Property buyers will have breathed a small sigh of relief as Chancellor Rishi Sunak read out his budget statement on Wednesday.
While there was little to cheer in his measures, some relief could be had from the absence of any unpleasant surprises in his measures.
The day started positively with an announcement by the Bank of England that interest rates were to be cut from 0.75% to 0.25%, intended to boost economic activity and to help offset the effects of the coronavirus.
The big winners are expected to be those on variable and tracker rate mortgages who stand to save around £25-a-month for every £100,000 they borrow.
A new stamp duty surcharge of 2% for non-UK resident investors, effective from April 1, will not apply to Scottish residential properties, unless the Scottish Government decides to adopt the measure.
The Chancellor decided against raising of the stamp duty threshold to £500,000, an idea floated by his predecessor Sajid Javid, for property buyers in England and Wales.
While this would have been welcome news for landlords and investors south of the border, there were concerns in Scotland at the creation of a two-tier system that could have driven investment south.

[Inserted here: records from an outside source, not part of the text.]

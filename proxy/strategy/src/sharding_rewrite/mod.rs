// Copyright 2022 SphereEx Authors
//
// Licensed under the Apache License, Version 2.0 (the "License");
// you may not use this file except in compliance with the License.
// You may obtain a copy of the License at
//
//     http://www.apache.org/licenses/LICENSE-2.0
//
// Unless required by applicable law or agreed to in writing, software
// distributed under the License is distributed on an "AS IS" BASIS,
// WITHOUT WARRANTIES OR CONDITIONS OF ANY KIND, either express or implied.
// See the License for the specific language governing permissions and
// limitations under the License.

//! Rewrites logic sql into physical sql by splicing replacements at the
//! token spans reported by the parser.

pub mod rewrite_const;

use indexmap::IndexMap;
use sharding_error::error::RewriteError;

use self::rewrite_const::*;
use crate::{
    rule::ShardingRule,
    stmt::{unquote, ParsedStatement, Span},
    value::Value,
};

/// Generated key values to append to the selected rows, `None` entries are
/// bound as an extra `?` parameter.
#[derive(Debug, Clone, PartialEq)]
pub struct KeySplice {
    pub column: String,
    pub values: Vec<Option<Value>>,
}

/// Rows of a multi-row insert kept by one route unit, by row index.
#[derive(Debug, Clone, PartialEq)]
pub struct InsertRewrite {
    pub rows: Vec<usize>,
    pub key: Option<KeySplice>,
}

pub struct SQLRewriteEngine<'a> {
    statement: &'a ParsedStatement,
    rule: &'a ShardingRule,
}

impl<'a> SQLRewriteEngine<'a> {
    pub fn new(statement: &'a ParsedStatement, rule: &'a ShardingRule) -> Self {
        SQLRewriteEngine { statement, rule }
    }

    /// `table_map` maps lower cased logic tables to actual tables. Every
    /// table token of the statement must be present, broadcast and
    /// unsharded tables map to themselves.
    pub fn rewrite(
        &self,
        table_map: &IndexMap<String, String>,
        insert: Option<&InsertRewrite>,
    ) -> Result<String, RewriteError> {
        let sql = &self.statement.sql;
        let mut changes: Vec<(Span, String)> = vec![];

        for token in self.statement.tables.iter() {
            let actual = table_map
                .get(&unquote(&token.name).to_ascii_lowercase())
                .ok_or_else(|| RewriteError::UnresolvedToken(token.name.clone()))?;
            let origin = span_text(sql, token.span)?;
            changes.push((token.span, quote_like(origin, actual)));
        }

        for token in self.statement.indexes.iter() {
            let name = unquote(&token.name);
            let owner = match &token.table {
                Some(table) => Some(unquote(table).to_ascii_lowercase()),
                None => self.rule.table_rule_by_index(name).map(|x| x.logic_table.clone()),
            };
            let actual = owner
                .as_ref()
                .and_then(|x| table_map.get(x))
                .ok_or_else(|| RewriteError::UnresolvedToken(token.name.clone()))?;
            let origin = span_text(sql, token.span)?;
            changes.push((token.span, quote_like(origin, &format!("{}{}{}", name, INDEX_SEPARATOR, actual))));
        }

        if let Some(insert) = insert {
            self.insert_changes(insert, &mut changes)?;
        }

        changes.sort_by_key(|(span, _)| (span.start(), span.end()));
        Self::change_sql(sql, &changes)
    }

    fn insert_changes(
        &self,
        insert: &InsertRewrite,
        changes: &mut Vec<(Span, String)>,
    ) -> Result<(), RewriteError> {
        let sql = &self.statement.sql;
        let clause = self.statement.insert.as_ref().ok_or(RewriteError::MissingInsertRows)?;
        let (first, last) = match (clause.rows.first(), clause.rows.last()) {
            (Some(first), Some(last)) => (first, last),
            _ => return Err(RewriteError::MissingInsertRows),
        };

        if let (Some(key), Some(end)) = (&insert.key, clause.columns_end) {
            changes.push((Span::new(end, end), format!("{}{}", LIST_SEPARATOR, key.column)));
        }

        let mut rows = Vec::with_capacity(insert.rows.len());
        for (pos, idx) in insert.rows.iter().enumerate() {
            let row = clause.rows.get(*idx).ok_or(RewriteError::MissingInsertRows)?;
            let text = span_text(sql, row.span)?;
            match &insert.key {
                Some(key) => {
                    let value = match key.values.get(pos) {
                        Some(Some(val)) => val.to_sql_literal(),
                        _ => PLACEHOLDER.to_string(),
                    };
                    let body = text.strip_suffix(')').unwrap_or(text).trim_end();
                    rows.push(format!("{}{}{})", body, LIST_SEPARATOR, value));
                }
                None => rows.push(text.to_string()),
            }
        }

        changes.push((Span::new(first.span.start(), last.span.end()), rows.join(LIST_SEPARATOR)));
        Ok(())
    }

    fn change_sql(sql: &str, changes: &[(Span, String)]) -> Result<String, RewriteError> {
        let mut target_sql = String::with_capacity(sql.len());
        let mut offset = 0;
        for (span, target) in changes.iter() {
            if span.start() < offset {
                return Err(RewriteError::OverlappedSpan(span.start()));
            }
            target_sql.push_str(&sql[offset..span.start()]);
            target_sql.push_str(target);
            offset = span.end();
        }
        target_sql.push_str(&sql[offset..]);
        Ok(target_sql)
    }
}

fn span_text(sql: &str, span: Span) -> Result<&str, RewriteError> {
    let valid = span.start() <= span.end()
        && span.end() <= sql.len()
        && sql.is_char_boundary(span.start())
        && sql.is_char_boundary(span.end());
    if !valid {
        return Err(RewriteError::SpanOutOfBounds { start: span.start(), end: span.end(), len: sql.len() });
    }
    Ok(&sql[span.start()..span.end()])
}

// Keeps the quote style of the original token, the schema qualifier is dropped.
fn quote_like(origin: &str, actual: &str) -> String {
    match origin.chars().last() {
        Some(c) if QUOTES.contains(&c) => format!("{}{}{}", c, actual, c),
        _ => actual.to_string(),
    }
}

#[cfg(test)]
mod test {
    use super::*;
    use crate::{
        config::{ShardingRuleConfig, TableRuleConfig},
        stmt::{Expr, StatementKind},
    };

    fn rule() -> ShardingRule {
        let config = ShardingRuleConfig {
            tables: vec![TableRuleConfig {
                logic_table: "t_order".to_string(),
                actual_data_nodes: "ds_${0..1}.t_order_${0..1}".to_string(),
                logic_index: Some("idx_status".to_string()),
                ..Default::default()
            }],
            ..Default::default()
        };
        ShardingRule::new(&config).unwrap()
    }

    fn map(pairs: &[(&str, &str)]) -> IndexMap<String, String> {
        pairs.iter().map(|(k, v)| (k.to_string(), v.to_string())).collect()
    }

    #[test]
    fn test_rewrite_tables() {
        let rule = rule();
        let sql = "SELECT t_order.id FROM db.`t_order` o JOIN t_config c ON o.id = c.id WHERE o.id = ?";
        let stmt = ParsedStatement::builder(sql, StatementKind::Select)
            .table_with_alias("t_order", "o")
            .table_with_alias("t_config", "c")
            .build()
            .unwrap();

        let engine = SQLRewriteEngine::new(&stmt, &rule);
        let res = engine.rewrite(&map(&[("t_order", "t_order_1"), ("t_config", "t_config")]), None).unwrap();
        assert_eq!(
            res,
            "SELECT t_order_1.id FROM `t_order_1` o JOIN t_config c ON o.id = c.id WHERE o.id = ?"
        );
    }

    #[test]
    fn test_rewrite_index() {
        let rule = rule();
        let sql = "CREATE INDEX idx_status ON t_order (status)";
        let stmt = ParsedStatement::builder(sql, StatementKind::Ddl)
            .table("t_order")
            .index("idx_status", None)
            .build()
            .unwrap();

        let engine = SQLRewriteEngine::new(&stmt, &rule);
        let res = engine.rewrite(&map(&[("t_order", "t_order_0")]), None).unwrap();
        assert_eq!(res, "CREATE INDEX idx_status_t_order_0 ON t_order_0 (status)");
    }

    #[test]
    fn test_rewrite_insert_rows_and_key() {
        let rule = rule();
        let sql = "INSERT INTO t_order (user_id, status) VALUES (?, ?), (?, ?), (?, ?)";
        let stmt = ParsedStatement::builder(sql, StatementKind::Insert)
            .table("t_order")
            .insert(
                &["user_id", "status"],
                (0..3).map(|x| vec![Expr::param(x * 2), Expr::param(x * 2 + 1)]).collect(),
            )
            .build()
            .unwrap();

        let engine = SQLRewriteEngine::new(&stmt, &rule);
        let insert = InsertRewrite {
            rows: vec![0, 2],
            key: Some(KeySplice { column: "order_id".to_string(), values: vec![None, None] }),
        };
        let res = engine.rewrite(&map(&[("t_order", "t_order_1")]), Some(&insert)).unwrap();
        assert_eq!(res, "INSERT INTO t_order_1 (user_id, status, order_id) VALUES (?, ?, ?), (?, ?, ?)");
    }

    #[test]
    fn test_rewrite_insert_literal_key() {
        let rule = rule();
        let sql = "INSERT INTO t_order (user_id) VALUES (10)";
        let stmt = ParsedStatement::builder(sql, StatementKind::Insert)
            .table("t_order")
            .insert(&["user_id"], vec![vec![Expr::literal(10)]])
            .build()
            .unwrap();

        let engine = SQLRewriteEngine::new(&stmt, &rule);
        let insert = InsertRewrite {
            rows: vec![0],
            key: Some(KeySplice { column: "order_id".to_string(), values: vec![Some(Value::Int(99))] }),
        };
        let res = engine.rewrite(&map(&[("t_order", "t_order_0")]), Some(&insert)).unwrap();
        assert_eq!(res, "INSERT INTO t_order_0 (user_id, order_id) VALUES (10, 99)");
    }

    #[test]
    fn test_rewrite_errors() {
        let rule = rule();
        let stmt = ParsedStatement::builder("SELECT * FROM t_order", StatementKind::Select)
            .table("t_order")
            .build()
            .unwrap();
        let engine = SQLRewriteEngine::new(&stmt, &rule);
        assert!(matches!(engine.rewrite(&map(&[]), None), Err(RewriteError::UnresolvedToken(_))));

        let mut broken = stmt.clone();
        broken.tables[0].span = Span::new(14, 40);
        let engine = SQLRewriteEngine::new(&broken, &rule);
        assert!(matches!(
            engine.rewrite(&map(&[("t_order", "t_order_0")]), None),
            Err(RewriteError::SpanOutOfBounds { .. })
        ));
    }
}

For corporate investors, corporation tax remains frozen at 19% and there was also an announcement of more investment into combatting tax mitigation structures that help some people to evade tax.
In addition, from April 5, capital gains tax will be payable within 30 days of a property being sold, making it critical to ensure that you keep great records of the original purchase and associated costs.
Meanwhile April will see the full implementation of Section 24 mortgage interest changes that will reduce the amount upon which landlords can claim tax relief.